At the same time, it could be tough to get consumers to trust an unknown, untested startup like OSOM, instead of an established giant like Apple.
"The reality is that people are quite happy with Apple knowing what it knows," Milanesi says.
Keats maintains there's room for a company like OSOM, especially if the privacy-centric products it releases also have drool-worthy specs. The company is working with the biggest components suppliers and manufacturers in the industry, he says, tapping into the connections and knowledge his team garnered from their previous employers.
"We're certainly not building a hyper secure, nobody's-allowed-in ecosystem," Keats says. " We're building something that allows the user to choose when they want to [share their data] and make informed decisions based on the information they get from our products."
Premium products at mainstream prices
OSOM plans to release seven or eight products, a mix of software and hardware in different sectors, over the next three years. The magic, like what Apple offers, is the combination of the company's hardware and software together. OSOM won't offer its privacy software on its own, at least not at first. The company is targeting late 2021 for the first product launch.
"Our devices are targeted to be solidly in the middle of the accepted prices for whatever those products might be," Keats says. "We're not targeting our products to ultra premium users, but we are going to build premium products. We can make money doing that because of a couple other surprises up our sleeves that will be announced next year."

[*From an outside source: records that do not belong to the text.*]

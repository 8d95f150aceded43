//! Operator actions on projects, stages and their tiles.
//!
//! Every status change keeps the to-process queue in agreement with the
//! tiles: a tile set to Queued gets a queue entry, any other status loses it.

use tracing::{info, warn};

use tilegrid_state::{
    PipelineStage, Project, StageConnector, StateStore, Tile, TileFilter, TileStatus,
    TileStatusCounts, ToProcessEntry, epoch_secs,
};

use crate::connectors::ConnectorCache;
use crate::error::{SchedulerError, SchedulerResult};
use crate::queue;
use crate::status::{check_manual_source, check_manual_status, check_manual_target, upstream_ready};

/// Administrative operations over the shared store and connector cache.
pub struct Admin<'a> {
    pub store: &'a StateStore,
    pub connectors: &'a ConnectorCache,
    pub chunk_size: usize,
}

impl Admin<'_> {
    async fn stage_connector(
        &self,
        stage_id: &str,
    ) -> SchedulerResult<std::sync::Arc<dyn StageConnector>> {
        if self.store.get_stage(stage_id)?.is_none() {
            return Err(SchedulerError::StageNotFound(stage_id.to_string()));
        }
        Ok(self.connectors.get(stage_id).await?)
    }

    /// Set the status of the listed tiles. Unknown paths are skipped; an
    /// invalid target for any listed tile rejects the whole request.
    pub async fn set_tile_status(
        &self,
        stage_id: &str,
        relative_paths: &[String],
        status: TileStatus,
    ) -> SchedulerResult<usize> {
        check_manual_target(status)?;
        let connector = self.stage_connector(stage_id).await?;

        let mut tiles = Vec::with_capacity(relative_paths.len());
        for path in relative_paths {
            match connector.load_tile(path)? {
                Some(tile) => {
                    check_manual_status(&tile, status)?;
                    tiles.push(tile);
                }
                None => warn!(stage = %stage_id, path = %path, "status change for unknown tile"),
            }
        }

        let changed = self.write_status(connector.as_ref(), tiles, status)?;
        info!(stage = %stage_id, ?status, count = changed, "tile status set");
        Ok(changed)
    }

    /// Move every tile in `from` to `to`. Tiles whose upstream is not
    /// Complete are left alone when `to` is Queued.
    pub async fn convert_tile_status(
        &self,
        stage_id: &str,
        from: TileStatus,
        to: TileStatus,
    ) -> SchedulerResult<usize> {
        check_manual_target(to)?;
        check_manual_source(from, to)?;
        let connector = self.stage_connector(stage_id).await?;
        let tiles: Vec<Tile> = connector
            .load_tiles(&TileFilter::all().with_status(from))?
            .into_iter()
            .filter(|t| to != TileStatus::Queued || upstream_ready(t))
            .collect();

        let changed = self.write_status(connector.as_ref(), tiles, to)?;
        info!(stage = %stage_id, ?from, ?to, count = changed, "tile status converted");
        Ok(changed)
    }

    /// Give Canceled tiles another run by sending them back to Incomplete.
    pub async fn requeue_canceled(&self, stage_id: &str) -> SchedulerResult<usize> {
        self.convert_tile_status(stage_id, TileStatus::Canceled, TileStatus::Incomplete)
            .await
    }

    /// Pull every queued tile on the given z-planes back to Incomplete.
    pub async fn dequeue_planes(&self, stage_id: &str, planes: &[i64]) -> SchedulerResult<usize> {
        let connector = self.stage_connector(stage_id).await?;
        let count = queue::dequeue_planes(connector.as_ref(), planes, self.chunk_size)?;
        info!(stage = %stage_id, ?planes, count, "planes dequeued");
        Ok(count)
    }

    pub async fn tile_status_counts(&self, stage_id: &str) -> SchedulerResult<TileStatusCounts> {
        let connector = self.stage_connector(stage_id).await?;
        Ok(connector.count_tiles_by_status()?)
    }

    pub fn set_project_processing(&self, project_id: &str, on: bool) -> SchedulerResult<Project> {
        let mut project = self
            .store
            .get_project(project_id)?
            .ok_or_else(|| SchedulerError::ProjectNotFound(project_id.to_string()))?;
        project.is_processing = on;
        project.updated_at = epoch_secs();
        self.store.put_project(&project)?;
        info!(project = %project_id, processing = on, "project processing changed");
        Ok(project)
    }

    pub fn set_stage_processing(&self, stage_id: &str, on: bool) -> SchedulerResult<PipelineStage> {
        let mut stage = self
            .store
            .get_stage(stage_id)?
            .ok_or_else(|| SchedulerError::StageNotFound(stage_id.to_string()))?;
        stage.is_processing = on;
        stage.updated_at = epoch_secs();
        self.store.put_stage(&stage)?;
        info!(stage = %stage_id, processing = on, "stage processing changed");
        Ok(stage)
    }

    /// Write `status` to the listed tiles and sync the queue. Each row is
    /// re-checked as stored, so a tile dispatch claimed since it was loaded
    /// is left alone.
    fn write_status(
        &self,
        connector: &dyn StageConnector,
        tiles: Vec<Tile>,
        status: TileStatus,
    ) -> SchedulerResult<usize> {
        let chunk_size = self.chunk_size.max(1);
        let requested: Vec<String> = tiles.into_iter().map(|t| t.relative_path).collect();

        let mut paths: Vec<String> = Vec::with_capacity(requested.len());
        for chunk in requested.chunks(chunk_size) {
            let written = connector.modify_tiles(chunk, &mut |current: &mut Tile| {
                if current.this_stage_status == TileStatus::Processing {
                    return false;
                }
                if status == TileStatus::Queued && !upstream_ready(current) {
                    return false;
                }
                current.this_stage_status = status;
                true
            })?;
            paths.extend(written.into_iter().map(|t| t.relative_path));
        }
        if paths.len() < requested.len() {
            warn!(
                owner = %connector.owner_id(),
                skipped = requested.len() - paths.len(),
                "tiles changed before their status was written"
            );
        }

        if status == TileStatus::Queued {
            let now = epoch_secs();
            let entries: Vec<ToProcessEntry> = paths
                .iter()
                .map(|p| ToProcessEntry {
                    relative_path: p.clone(),
                    queued_at: now,
                })
                .collect();
            for chunk in entries.chunks(chunk_size) {
                connector.insert_to_process(chunk)?;
            }
        } else {
            for chunk in paths.chunks(chunk_size) {
                connector.delete_to_process(chunk)?;
            }
        }
        Ok(paths.len())
    }
}

#[cfg(test)]
mod tests {
    use super::*;
    use tilegrid_state::{Lattice, RegionBounds, StageFunction};

    fn tile(path: &str, z: i64, this: TileStatus, prev: TileStatus) -> Tile {
        Tile {
            relative_path: path.to_string(),
            tile_name: path.to_string(),
            position: Lattice::new(0, 0, z),
            step: Lattice::default(),
            this_stage_status: this,
            prev_stage_status: Some(prev),
            created_at: 0,
            updated_at: 0,
        }
    }

    fn setup() -> (StateStore, ConnectorCache) {
        let store = StateStore::open_in_memory().unwrap();
        store
            .put_project(&Project {
                id: "p1".to_string(),
                name: "p1".to_string(),
                root_path: "/data".to_string(),
                region: RegionBounds::default(),
                skip_planes: Vec::new(),
                is_processing: false,
                created_at: 0,
                updated_at: 0,
            })
            .unwrap();
        store
            .put_stage(&PipelineStage {
                id: "s1".to_string(),
                project_id: "p1".to_string(),
                name: "s1".to_string(),
                task_id: "t1".to_string(),
                function_type: StageFunction::MapTile,
                previous_stage_id: None,
                depth: 1,
                dst_path: "/out".to_string(),
                is_processing: false,
                created_at: 0,
                updated_at: 0,
            })
            .unwrap();
        let table = store.stage_table("s1").unwrap();
        table
            .insert_tiles(&[
                tile("a", 0, TileStatus::Incomplete, TileStatus::Complete),
                tile("b", 1, TileStatus::Incomplete, TileStatus::Incomplete),
                tile("c", 1, TileStatus::Canceled, TileStatus::Complete),
                tile("d", 2, TileStatus::Failed, TileStatus::Complete),
            ])
            .unwrap();
        let connectors = ConnectorCache::new(store.clone());
        (store, connectors)
    }

    fn admin<'a>(store: &'a StateStore, connectors: &'a ConnectorCache) -> Admin<'a> {
        Admin {
            store,
            connectors,
            chunk_size: 2,
        }
    }

    #[tokio::test]
    async fn queuing_tiles_adds_queue_entries() {
        let (store, connectors) = setup();
        let admin = admin(&store, &connectors);

        let n = admin
            .set_tile_status("s1", &["a".to_string(), "zz".to_string()], TileStatus::Queued)
            .await
            .unwrap();
        assert_eq!(n, 1);
        let table = connectors.get("s1").await.unwrap();
        assert_eq!(table.count_to_process().unwrap(), 1);

        admin
            .set_tile_status("s1", &["a".to_string()], TileStatus::Incomplete)
            .await
            .unwrap();
        assert_eq!(table.count_to_process().unwrap(), 0);
    }

    #[tokio::test]
    async fn queued_needs_complete_upstream() {
        let (store, connectors) = setup();
        let admin = admin(&store, &connectors);
        let err = admin
            .set_tile_status("s1", &["a".to_string(), "b".to_string()], TileStatus::Queued)
            .await
            .unwrap_err();
        assert!(matches!(err, SchedulerError::InvalidTransition { .. }));

        let table = connectors.get("s1").await.unwrap();
        assert_eq!(table.count_tiles_by_status().unwrap().queued, 0);
    }

    #[tokio::test]
    async fn processing_cannot_be_set_by_hand() {
        let (store, connectors) = setup();
        let admin = admin(&store, &connectors);
        let err = admin
            .convert_tile_status("s1", TileStatus::Failed, TileStatus::Processing)
            .await
            .unwrap_err();
        assert!(matches!(
            err,
            SchedulerError::InvalidTransition { to: TileStatus::Processing, .. }
        ));
    }

    #[tokio::test]
    async fn convert_and_requeue_canceled() {
        let (store, connectors) = setup();
        let admin = admin(&store, &connectors);

        assert_eq!(
            admin
                .convert_tile_status("s1", TileStatus::Failed, TileStatus::Incomplete)
                .await
                .unwrap(),
            1
        );
        assert_eq!(admin.requeue_canceled("s1").await.unwrap(), 1);

        let counts = admin.tile_status_counts("s1").await.unwrap();
        assert_eq!(counts.incomplete, 4);
        assert_eq!(counts.canceled, 0);
        assert_eq!(counts.failed, 0);
    }

    #[tokio::test]
    async fn convert_to_queued_skips_blocked_tiles() {
        let (store, connectors) = setup();
        let admin = admin(&store, &connectors);
        let n = admin
            .convert_tile_status("s1", TileStatus::Incomplete, TileStatus::Queued)
            .await
            .unwrap();
        assert_eq!(n, 1);
        let table = connectors.get("s1").await.unwrap();
        assert_eq!(table.load_tile("b").unwrap().unwrap().this_stage_status, TileStatus::Incomplete);
    }

    #[tokio::test]
    async fn dequeue_planes_reverts_queued_tiles() {
        let (store, connectors) = setup();
        let admin = admin(&store, &connectors);
        admin
            .set_tile_status("s1", &["a".to_string(), "c".to_string()], TileStatus::Queued)
            .await
            .unwrap();

        assert_eq!(admin.dequeue_planes("s1", &[1]).await.unwrap(), 1);
        let table = connectors.get("s1").await.unwrap();
        assert_eq!(table.load_tile("c").unwrap().unwrap().this_stage_status, TileStatus::Incomplete);
        assert_eq!(table.load_tile("a").unwrap().unwrap().this_stage_status, TileStatus::Queued);
        assert_eq!(table.count_to_process().unwrap(), 1);
    }

    #[tokio::test]
    async fn processing_flags_persist() {
        let (store, connectors) = setup();
        let admin = admin(&store, &connectors);
        admin.set_project_processing("p1", true).unwrap();
        admin.set_stage_processing("s1", true).unwrap();
        assert!(store.get_project("p1").unwrap().unwrap().is_processing);
        assert!(store.get_stage("s1").unwrap().unwrap().is_processing);

        assert!(matches!(
            admin.set_stage_processing("nope", true),
            Err(SchedulerError::StageNotFound(_))
        ));
        assert!(matches!(
            admin.tile_status_counts("nope").await,
            Err(SchedulerError::StageNotFound(_))
        ));
    }

    #[tokio::test]
    async fn processing_tiles_are_not_moved() {
        let (store, connectors) = setup();
        let table = connectors.get("s1").await.unwrap();
        table
            .insert_tiles(&[tile("run", 0, TileStatus::Processing, TileStatus::Complete)])
            .unwrap();
        let admin = admin(&store, &connectors);

        let err = admin
            .set_tile_status("s1", &["run".to_string()], TileStatus::Incomplete)
            .await
            .unwrap_err();
        assert!(matches!(err, SchedulerError::InvalidTransition { .. }));

        let err = admin
            .convert_tile_status("s1", TileStatus::Processing, TileStatus::Canceled)
            .await
            .unwrap_err();
        assert!(matches!(
            err,
            SchedulerError::InvalidTransition { to: TileStatus::Canceled, .. }
        ));
        assert_eq!(
            table.load_tile("run").unwrap().unwrap().this_stage_status,
            TileStatus::Processing
        );
    }
}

OSOM's products will arrive in the US and Europe at the same time, as well as parts of Asia, Keats says. While Keats came up with the idea for OSOM while in China, the company won't be targeting that market, at least not at first. "It's a difficult market to get into," he says, largely because of the government's control over its citizens and how it would react to a privacy-centric phone.
That's ironic, given where his original inspiration came from. Keats recalled landing at the occupied Hong Kong airport last year, where he "saw firsthand how people were being treated around the world at protests."
"Everyone has something they want to keep private," Keats says. "Our products really are built for everybody."